### The problem
Write each record again exactly as it stands.

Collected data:
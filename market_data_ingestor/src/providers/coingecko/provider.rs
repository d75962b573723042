use std::time::Duration;

use async_trait::async_trait;
use reqwest::{Client, Url};
use snafu::ResultExt;

use crate::{
    models::market::CoinMarketCap,
    providers::{
        ApiSnafu, ClientBuildSnafu, InvalidBaseUrlSnafu, MarketSnapshotClient, ProviderError,
        ProviderInitError, ReqwestSnafu, ValidationSnafu,
    },
};

const BASE_URL: &str = "https://api.coingecko.com/api/v3/coins/markets";

/// CoinGecko allows at most this many rows per page.
pub const MAX_PER_PAGE: u32 = 250;

/// Ranked market-cap snapshot from CoinGecko.
pub struct CoinGeckoClient {
    client: Client,
    markets_url: Url,
}

impl CoinGeckoClient {
    pub fn new(timeout: Duration) -> Result<Self, ProviderInitError> {
        Self::with_markets_url(BASE_URL, timeout)
    }

    /// Points the client at a different `/coins/markets` endpoint.
    pub fn with_markets_url(url: &str, timeout: Duration) -> Result<Self, ProviderInitError> {
        let markets_url = Url::parse(url).map_err(|e| {
            InvalidBaseUrlSnafu {
                url,
                message: e.to_string(),
            }
            .build()
        })?;
        let client = Client::builder()
            .timeout(timeout)
            .build()
            .context(ClientBuildSnafu)?;
        Ok(Self {
            client,
            markets_url,
        })
    }
}

/// Query string for the first page of coins ordered by market cap.
pub fn markets_query(
    vs_currency: &str,
    top_n: u32,
) -> Result<Vec<(String, String)>, ProviderError> {
    if vs_currency.trim().is_empty() {
        return ValidationSnafu {
            message: "vs_currency must not be empty",
        }
        .fail();
    }
    if !(1..=MAX_PER_PAGE).contains(&top_n) {
        return ValidationSnafu {
            message: format!("top_n must be within 1..={MAX_PER_PAGE}, got {top_n}"),
        }
        .fail();
    }

    Ok(vec![
        ("vs_currency".to_string(), vs_currency.trim().to_lowercase()),
        ("order".to_string(), "market_cap_desc".to_string()),
        ("per_page".to_string(), top_n.to_string()),
        ("page".to_string(), "1".to_string()),
        ("sparkline".to_string(), "false".to_string()),
    ])
}

#[async_trait]
impl MarketSnapshotClient for CoinGeckoClient {
    async fn get_market_snapshot(
        &self,
        vs_currency: &str,
        top_n: u32,
    ) -> Result<Vec<CoinMarketCap>, ProviderError> {
        let query = markets_query(vs_currency, top_n)?;
        tracing::debug!(url = %self.markets_url, top_n, "GET");

        let response = self
            .client
            .get(self.markets_url.clone())
            .query(&query)
            .send()
            .await
            .context(ReqwestSnafu)?;

        let status = response.status();
        if !status.is_success() {
            let message = response
                .text()
                .await
                .unwrap_or_else(|_| "Unknown API error".to_string());
            return ApiSnafu {
                status: status.as_u16(),
                message,
            }
            .fail();
        }

        response
            .json::<Vec<CoinMarketCap>>()
            .await
            .context(ReqwestSnafu)
    }
}
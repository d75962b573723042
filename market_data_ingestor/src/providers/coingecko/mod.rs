//! CoinGecko REST client (`/coins/markets`).

pub mod provider;

pub use provider::CoinGeckoClient;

### Task answer
filename market_data_ingestor/src/providers/coingecko/provider.rs
repository d75962b573723042
use std::time::Duration;

use async_trait::async_trait;
use reqwest::{Client, Url};
use snafu::ResultExt;

use crate::{
    models::market::CoinMarketCap,
    providers::{
        ApiSnafu, ClientBuildSnafu, InvalidBaseUrlSnafu, MarketSnapshotClient, ProviderError,
        ProviderInitError, ReqwestSnafu, ValidationSnafu,
    },
};

const BASE_URL: &str = "https://api.coingecko.com/api/v3/coins/markets";

/// CoinGecko allows at most this many rows per page.
pub const MAX_PER_PAGE: u32 = 250;

/// Ranked market-cap snapshot from CoinGecko.
pub struct CoinGeckoClient {
    client: Client,
    markets_url: Url,
}

impl CoinGeckoClient {
    pub fn new(timeout: Duration) -> Result<Self, ProviderInitError> {
        Self::with_markets_url(BASE_URL, timeout)
    }

    /// Points the client at a different `/coins/markets` endpoint.
    pub fn with_markets_url(url: &str, timeout: Duration) -> Result<Self, ProviderInitError> {
        let markets_url = Url::parse(url).map_err(|e| {
            InvalidBaseUrlSnafu {
                url,
                message: e.to_string(),
            }
            .build()
        })?;
        let client = Client::builder()
            .timeout(timeout)
            .build()
            .context(ClientBuildSnafu)?;
        Ok(Self {
            client,
            markets_url,
        })
    }
}

/// Query string for the first page of coins ordered by market cap.
pub fn markets_query(
    vs_currency: &str,
    top_n: u32,
) -> Result<Vec<(String, String)>, ProviderError> {
    if vs_currency.trim().is_empty() {
        return ValidationSnafu {
            message: "vs_currency must not be empty",
        }
        .fail();
    }
    if !(1..=MAX_PER_PAGE).contains(&top_n) {
        return ValidationSnafu {
            message: format!("top_n must be within 1..={MAX_PER_PAGE}, got {top_n}"),
        }
        .fail();
    }

    Ok(vec![
        ("vs_currency".to_string(), vs_currency.trim().to_lowercase()),
        ("order".to_string(), "market_cap_desc".to_string()),
        ("per_page".to_string(), top_n.to_string()),
        ("page".to_string(), "1".to_string()),
        ("sparkline".to_string(), "false".to_string()),
    ])
}

#[async_trait]
impl MarketSnapshotClient for CoinGeckoClient {
    async fn get_market_snapshot(
        &self,
        vs_currency: &str,
        top_n: u32,
    ) -> Result<Vec<CoinMarketCap>, ProviderError> {
        let query = markets_query(vs_currency, top_n)?;
        tracing::debug!(url = %self.markets_url, top_n, "GET");

        let response = self
            .client
            .get(self.markets_url.clone())
            .query(&query)
            .send()
            .await
            .context(ReqwestSnafu)?;

        let status = response.status();
        if !status.is_success() {
            let message = response
                .text()
                .await
                .unwrap_or_else(|_| "Unknown API error".to_string());
            return ApiSnafu {
                status: status.as_u16(),
                message,
            }
            .fail();
        }

        response
            .json::<Vec<CoinMarketCap>>()
            .await
            .context(ReqwestSnafu)
    }
}
repository d75962b573723042
filename market_data_ingestor/src/providers/coingecko/mod.rs
//! CoinGecko REST client (`/coins/markets`).

pub mod provider;

pub use provider::CoinGeckoClient;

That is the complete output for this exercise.